- From: Arjun Ray <aray@q2.net>
- Date: Tue, 12 Oct 1999 18:45:05 -0400 (EDT)
- To: W3C HTML <www-html@w3.org>
On Tue, 12 Oct 1999, Russell Steven Shawn O'Connor wrote: > On Tue, 12 Oct 1999, Frank Boumphrey wrote: > > > > The difficultly of making an SGML parser is probably overblown. > > > > having written parsers for both i can assure you that it is not!! I agree, but only up to a point. A "non-validating SGML subset" parser is not overly difficult. It has been done, more than once. The problems with them are two-fold: none of them meet conformance requirements, and their coverage varies.
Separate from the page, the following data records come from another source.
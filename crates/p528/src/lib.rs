//! # p528
//!
//! Basic transmission loss prediction for aeronautical and satellite paths
//! following Recommendation ITU-R P.528.
//!
//! The model covers ground-to-air paths from 100 MHz to 30 GHz out to
//! 1800 km, combining three regional sub-models:
//!
//! - **Line of sight**: two-ray optics over a curved earth with ground
//!   reflection and surface-multipath fading
//! - **Diffraction**: smooth-earth diffraction linearized just beyond the
//!   radio horizon
//! - **Troposcatter**: forward scatter from the common volume above the
//!   horizon-ray crossover
//!
//! Long-term (hourly-median) variability and short-term Nakagami-Rice
//! fading are combined to give the loss not exceeded for a chosen fraction
//! of time.
//!
//! ## Example
//!
//! ```no_run
//! use p528::{predict, Polarization};
//!
//! let prediction = predict(100.0, 10.0, 1000.0, 500.0, Polarization::Horizontal, 0.5)?;
//! println!("loss at 100 km: {:.1} dB", prediction.loss_db);
//! # Ok::<(), p528::PredictionError>(())
//! ```

mod absorption;
mod constants;
mod diffraction;
mod error;
mod los;
mod mode;
mod nakagami_rice;
mod ray_trace;
mod terminal;
mod transhorizon;
mod troposcatter;
mod types;
mod variability;

pub use error::{PredictionError, PredictionResult};
pub use types::{
    LineOfSightGeometry, Path, Polarization, Prediction, PredictionEx, PropagationMode,
    Terminal, TroposcatterGeometry, Warnings,
};

/// Predict the basic transmission loss between two terminals.
///
/// * `d_km` - great-circle path distance, in km
/// * `h_1_meter`, `h_2_meter` - terminal heights above mean sea level, in
///   meters (order does not matter)
/// * `f_mhz` - frequency, in MHz
/// * `polarization` - polarization of the radiated field
/// * `time_fraction` - fraction of time the loss is not exceeded, in
///   (0, 1) exclusive
///
/// Out-of-range but usable inputs are clamped and flagged in
/// [`Prediction::warnings`]; unusable inputs return an error.
pub fn predict(
    d_km: f64,
    h_1_meter: f64,
    h_2_meter: f64,
    f_mhz: f64,
    polarization: Polarization,
    time_fraction: f64,
) -> PredictionResult<Prediction> {
    predict_ex(d_km, h_1_meter, h_2_meter, f_mhz, polarization, time_fraction)
        .map(|ex| ex.prediction)
}

/// Like [`predict`], but also returns the intermediate terminal, path,
/// two-ray, and troposcatter geometries for diagnostics.
pub fn predict_ex(
    d_km: f64,
    h_1_meter: f64,
    h_2_meter: f64,
    f_mhz: f64,
    polarization: Polarization,
    time_fraction: f64,
) -> PredictionResult<PredictionEx> {
    let inputs = mode::normalize(d_km, h_1_meter, h_2_meter, f_mhz, polarization, time_fraction)?;
    mode::evaluate(inputs)
}
//! ITU-R P.835 mean annual global reference atmosphere.
//!
//! Provides temperature, dry-air pressure and water vapour profiles as a
//! function of geometric height, valid from the surface to 100 km. The
//! profiles below 86 km are the piecewise standard-atmosphere fits over
//! geopotential height; above 86 km the second-regime expressions apply.

use thiserror::Error;

/// Scale height of the water vapour density profile, in km.
const WATER_VAPOUR_SCALE_HEIGHT_KM: f64 = 2.0;

/// Boundary between the two height regimes, in km.
const REGIME_BOUNDARY_KM: f64 = 86.0;

/// Errors returned when a profile is queried outside its valid range.
#[derive(Debug, Clone, Copy, PartialEq, Eq, Error)]
pub enum HeightError {
    /// Height is below the surface.
    #[error("height is below 0 km")]
    BelowSurface,

    /// Height is above the 100 km ceiling of the reference atmosphere.
    #[error("height is above 100 km")]
    AboveCeiling,
}

fn check_height(h_km: f64) -> Result<(), HeightError> {
    if h_km < 0.0 {
        Err(HeightError::BelowSurface)
    } else if h_km > 100.0 {
        Err(HeightError::AboveCeiling)
    } else {
        Ok(())
    }
}

/// Converts geometric height, in km, to geopotential height, in km'.
pub fn to_geopotential_height(h_km: f64) -> f64 {
    (6356.766 * h_km) / (6356.766 + h_km)
}

/// Converts geopotential height, in km', to geometric height, in km.
pub fn to_geometric_height(h_prime_km: f64) -> f64 {
    (6356.766 * h_prime_km) / (6356.766 - h_prime_km)
}

/// Converts water vapour density, in g/m^3, to water vapour pressure, in hPa.
pub fn water_vapour_density_to_pressure(rho_g_m3: f64, t_kelvin: f64) -> f64 {
    (rho_g_m3 * t_kelvin) / 216.7
}

/// Atmospheric temperature at a geometric height, in Kelvin.
pub fn temperature(h_km: f64) -> Result<f64, HeightError> {
    check_height(h_km)?;

    if h_km < REGIME_BOUNDARY_KM {
        Ok(temperature_regime_1(to_geopotential_height(h_km)))
    } else {
        Ok(temperature_regime_2(h_km))
    }
}

// First height regime, over geopotential height up to 84.852 km'.
fn temperature_regime_1(h_prime_km: f64) -> f64 {
    if h_prime_km <= 11.0 {
        288.15 - 6.5 * h_prime_km
    } else if h_prime_km <= 20.0 {
        216.65
    } else if h_prime_km <= 32.0 {
        216.65 + (h_prime_km - 20.0)
    } else if h_prime_km <= 47.0 {
        228.65 + 2.8 * (h_prime_km - 32.0)
    } else if h_prime_km <= 51.0 {
        270.65
    } else if h_prime_km <= 71.0 {
        270.65 - 2.8 * (h_prime_km - 51.0)
    } else {
        214.65 - 2.0 * (h_prime_km - 71.0)
    }
}

// Second height regime, 86 to 100 km geometric.
fn temperature_regime_2(h_km: f64) -> f64 {
    if h_km <= 91.0 {
        186.8673
    } else {
        263.1905 - 76.3232 * (1.0 - ((h_km - 91.0) / 19.9429).powi(2)).sqrt()
    }
}

/// Dry-air pressure at a geometric height, in hPa.
pub fn pressure(h_km: f64) -> Result<f64, HeightError> {
    check_height(h_km)?;

    if h_km < REGIME_BOUNDARY_KM {
        Ok(pressure_regime_1(to_geopotential_height(h_km)))
    } else {
        Ok(pressure_regime_2(h_km))
    }
}

fn pressure_regime_1(h_prime_km: f64) -> f64 {
    if h_prime_km <= 11.0 {
        1013.25 * (288.15 / (288.15 - 6.5 * h_prime_km)).powf(-34.1632 / 6.5)
    } else if h_prime_km <= 20.0 {
        226.3226 * (-34.1632 * (h_prime_km - 11.0) / 216.65).exp()
    } else if h_prime_km <= 32.0 {
        54.74980 * (216.65 / (216.65 + (h_prime_km - 20.0))).powf(34.1632)
    } else if h_prime_km <= 47.0 {
        8.680422 * (228.65 / (228.65 + 2.8 * (h_prime_km - 32.0))).powf(34.1632 / 2.8)
    } else if h_prime_km <= 51.0 {
        1.109106 * (-34.1632 * (h_prime_km - 47.0) / 270.65).exp()
    } else if h_prime_km <= 71.0 {
        0.6694167 * (270.65 / (270.65 - 2.8 * (h_prime_km - 51.0))).powf(-34.1632 / 2.8)
    } else {
        0.03956649 * (214.65 / (214.65 - 2.0 * (h_prime_km - 71.0))).powf(-34.1632 / 2.0)
    }
}

fn pressure_regime_2(h_km: f64) -> f64 {
    let a_0 = 95.571899;
    let a_1 = -4.011801;
    let a_2 = 6.424731e-2;
    let a_3 = -4.789660e-4;
    let a_4 = 1.340543e-6;

    (a_0 + a_1 * h_km + a_2 * h_km.powi(2) + a_3 * h_km.powi(3) + a_4 * h_km.powi(4)).exp()
}

/// Water vapour density at a geometric height, in g/m^3, from the
/// ground-level density `rho_0_g_m3`.
pub fn water_vapour_density(h_km: f64, rho_0_g_m3: f64) -> Result<f64, HeightError> {
    check_height(h_km)?;

    Ok(rho_0_g_m3 * (-h_km / WATER_VAPOUR_SCALE_HEIGHT_KM).exp())
}

/// Water vapour pressure at a geometric height, in hPa, from the
/// ground-level density `rho_0_g_m3`.
pub fn water_vapour_pressure(h_km: f64, rho_0_g_m3: f64) -> Result<f64, HeightError> {
    let rho = water_vapour_density(h_km, rho_0_g_m3)?;
    let t_kelvin = temperature(h_km)?;

    Ok(water_vapour_density_to_pressure(rho, t_kelvin))
}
Even there, OMITTAG by itself is not the hydra headed monster it's made out to be - the real problem is ISO 8879's goofy approach to tag inference (so that writing a conforming/validating parser becomes a distinctly *different* exercise!) OTOH, the optionality of declarative information *is* overblown. A parser for DOCTYPE, ELEMENT, NOTATION, ATTLIST and ENTITY declarations (all that one really needs in 90%+ applications) is straightforward - especially if you break SGML-compliance and treat PEs as just text macros. Separating declaration and use is a powerful representation technique: it's the theory behind macros, and for that matter, what database wonks call normalization. To argue that we don't *need* declarations - all in the name of avoiding an "ugly syntax" by reputation - is silly. > No doubt writing a XML is much much much easier than writing an SGML > paser. But still. How many lines does it take to incoperate nsgmls into > your code? Wrong candidate: nsgmls is a validating parser. Its error recovery heuristics leave a lot to be desired. Also, it's sensitive to "errors by fiat" - errors only because ISO 8879 says so, which any non-validating parser is not only likely to tolerate but will tolerate precisely in order to simplify the implementation. Until the XML initiative came along, there was no effort to define (or even organize) the various "rational subsets" of SGML floating around. However, XML isn't the only answer. Arjun
Received on Tuesday, 12 October 1999 18:45:01 UTC